The concert was a celebration of Stan Getz and Chick Corea. Following a perky trio rendition of Monk’s Bemsha Swing, the first set found the ensemble exploring Chick Corea compositions “Armando’s Rhumba”, Anna’s Tango and Windows, and as the centrepiece an astonishing and emotionally devastating reworking of Crystal Silence.

Crystal Silence is one of Chick’s most famous pieces, which Garland has arranged many times. He did five of the arrangements for The New Crystal Silence with the Sydney Symphony Orchestra which was released in 2008 and won a Grammy. As Garland tells it, he asked Chick to play a completely free improvisation as an introduction to the tune, which he then wrote down and scored. He was encouraged by Chick to be liberal with re-orchestration and harmonisation. Garland’s orchestration at the Wigmore Hall made the best use of the ensemble with searing strings and Garland on soprano.

The second set presented Re:focus, a new suite by Garland. Focus (1961) is Stan Getz’s album with writer Eddie Sauter for strings without a standard rhythm section. Salter took the unique decision not to have a written part for the soloist. Getz’s melodic improvisations, recorded after the strings, and following the death of his mother, bear an emotional charge that endures. Getz said Focus was his favourite of his own albums, and it’s one of those slightly overlooked classics.

Re:focus is Garland’s reworking of this album fifty-six years on. The first movement It’s Late (originally It’s late, it’s late) peppers the Disney theme into angular and urgent writing for the strings heavily indebted to the composer Bela Bartok. Garland has transcribed it note for note. The subsequent movements of Re:focus are essentially new works based in homage to the originals. Interviewed on BBC Radio 3 in the run up to the debut concert performance of Re:focus (LINK) Garland noted that while the pieces are composed and unchanging, improvisation adds a “cat among the pigeon element that ensures each performance is different and vital.”

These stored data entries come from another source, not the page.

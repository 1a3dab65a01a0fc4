//! Page contents and the immutable page store backing a session.

use twilight_model::channel::message::embed::Embed;
use twilight_util::builder::embed::{
    EmbedBuilder, EmbedFieldBuilder, EmbedFooterBuilder, ImageSource,
};

use crate::error::PaginationError;

/// Default embed color used for paginated messages.
pub const DEFAULT_EMBED_COLOR: u32 = 0x90_54_30;

/// A single embed field shown on a page.
#[derive(Debug, Clone, PartialEq, Eq)]
pub struct PageField {
    pub name: String,
    pub value: String,
    pub inline: bool,
}

impl PageField {
    pub fn new(name: impl Into<String>, value: impl Into<String>) -> Self {
        Self {
            name: name.into(),
            value: value.into(),
            inline: false,
        }
    }

    pub fn inline(mut self) -> Self {
        self.inline = true;
        self
    }
}

/// Raw input for one page of a paginated message.
#[derive(Debug, Clone, Default, PartialEq, Eq)]
pub struct Page {
    pub description: String,
    pub image_url: Option<String>,
    pub thumbnail_url: Option<String>,
    pub fields: Vec<PageField>,
}

impl Page {
    pub fn new(description: impl Into<String>) -> Self {
        Self {
            description: description.into(),
            ..Self::default()
        }
    }

    pub fn image_url(mut self, url: impl Into<String>) -> Self {
        self.image_url = Some(url.into());
        self
    }

    pub fn thumbnail_url(mut self, url: impl Into<String>) -> Self {
        self.thumbnail_url = Some(url.into());
        self
    }

    pub fn field(mut self, field: PageField) -> Self {
        self.fields.push(field);
        self
    }
}

impl From<String> for Page {
    fn from(description: String) -> Self {
        Self::new(description)
    }
}

impl From<&str> for Page {
    fn from(description: &str) -> Self {
        Self::new(description)
    }
}

/// Ordered, pre-rendered pages of one paginated message.
///
/// Embeds are built and validated once; [`PageStore::render`] only attaches
/// the `Page X/N` footer for the requested cursor.
#[derive(Debug, Clone)]
pub struct PageStore {
    embeds: Vec<Embed>,
}

impl PageStore {
    /// Build and validate every page.
    ///
    /// Fails with [`PaginationError::NoPages`] for an empty input and with
    /// [`PaginationError::InvalidPage`] when a page breaks Discord's embed
    /// limits or carries a malformed image URL.
    pub fn new<I, P>(title: &str, color: Option<u32>, pages: I) -> Result<Self, PaginationError>
    where
        I: IntoIterator<Item = P>,
        P: Into<Page>,
    {
        let pages: Vec<Page> = pages.into_iter().map(Into::into).collect();
        if pages.is_empty() {
            return Err(PaginationError::NoPages);
        }

        let total = pages.len();
        let color = color.unwrap_or(DEFAULT_EMBED_COLOR);
        let embeds = pages
            .into_iter()
            .enumerate()
            .map(|(index, page)| build_page_embed(title, color, page, index + 1, total))
            .collect::<Result<Vec<_>, _>>()?;

        Ok(Self { embeds })
    }

    /// Number of pages, always at least one.
    pub fn len(&self) -> usize {
        self.embeds.len()
    }

    /// Always `false`; a store cannot be built without pages.
    pub fn is_empty(&self) -> bool {
        self.embeds.is_empty()
    }

    /// Render the page at a 1-based cursor with its `Page X/N` footer.
    pub fn render(&self, cursor: usize) -> Embed {
        let total = self.len();
        let cursor = clamp_page(cursor, total);
        let mut embed = self.embeds[cursor - 1].clone();
        embed.footer = Some(EmbedFooterBuilder::new(page_footer(cursor, total)).build());
        embed
    }
}

fn build_page_embed(
    title: &str,
    color: u32,
    page: Page,
    number: usize,
    total: usize,
) -> Result<Embed, PaginationError> {
    let invalid = |source: Box<dyn std::error::Error + Send + Sync>| PaginationError::InvalidPage {
        page: number,
        source,
    };

    let mut builder = EmbedBuilder::new().color(color).description(page.description);

    if !title.is_empty() {
        builder = builder.title(title);
    }

    if let Some(url) = page.image_url {
        let image = ImageSource::url(url).map_err(|source| invalid(Box::new(source)))?;
        builder = builder.image(image);
    }

    if let Some(url) = page.thumbnail_url {
        let thumbnail = ImageSource::url(url).map_err(|source| invalid(Box::new(source)))?;
        builder = builder.thumbnail(thumbnail);
    }

    for field in page.fields {
        let field_builder = EmbedFieldBuilder::new(field.name, field.value);
        let field_builder = if field.inline {
            field_builder.inline()
        } else {
            field_builder
        };
        builder = builder.field(field_builder);
    }

    // Validate with the widest footer this store will ever attach.
    let mut embed = builder
        .footer(EmbedFooterBuilder::new(page_footer(total, total)))
        .validate()
        .map_err(|source| invalid(Box::new(source)))?
        .build();
    embed.footer = None;

    Ok(embed)
}

fn page_footer(page: usize, total_pages: usize) -> String {
    format!("Page {page}/{total_pages}")
}

/// Compute the number of pages for a paginated list.
pub fn total_pages(item_count: usize, per_page: usize) -> usize {
    item_count.div_ceil(per_page.max(1))
}

/// Clamp a requested page into a valid range.
pub fn clamp_page(page: usize, total_pages: usize) -> usize {
    page.clamp(1, total_pages.max(1))
}

/// Return start/end indices for a page window.
pub fn page_window(total_items: usize, per_page: usize, page: usize) -> (usize, usize) {
    let safe_per_page = per_page.max(1);
    let start = page.saturating_sub(1).saturating_mul(safe_per_page);
    let end = (start + safe_per_page).min(total_items);
    (start.min(total_items), end)
}

/// Chunk a list into bullet-list pages of `per_page` items each.
pub fn pages_from_items(items: &[String], per_page: usize) -> Vec<Page> {
    let total = total_pages(items.len(), per_page);
    (1..=total)
        .map(|page| {
            let (start, end) = page_window(items.len(), per_page, page);
            Page::new(format!("- {}", items[start..end].join("\n- ")))
        })
        .collect()
}
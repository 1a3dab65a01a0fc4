use std::sync::Arc;

use rusty_paginator::Paginator;
use twilight_http::Client;

/// Environment-driven bot configuration.
pub mod config;

pub use config::Config;

/// Shared application context passed into command handlers.
///
/// Cheap to clone because it only stores reference-counted shared state.
#[derive(Clone)]
pub struct Context {
    pub http: Arc<Client>,
    pub paginator: Paginator<Client>,
    pub config: Arc<Config>,
}

impl Context {
    /// Create a new application context.
    pub fn new(http: Arc<Client>, paginator: Paginator<Client>, config: Config) -> Self {
        Self {
            http,
            paginator,
            config: Arc::new(config),
        }
    }
}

An encore performance of It’s late illustrated this vitality, revisiting the material of the opener but this time improvising without the transcription. It’s almost a different piece, and it’s thrilling to hear both in one concert. Whether or not we call it third-stream, the conversation between jazz and classical, improvisation and composition, is more exciting than ever in 2016. As Garland says “the old feeling of oil and water doesn’t seem to exist any more.”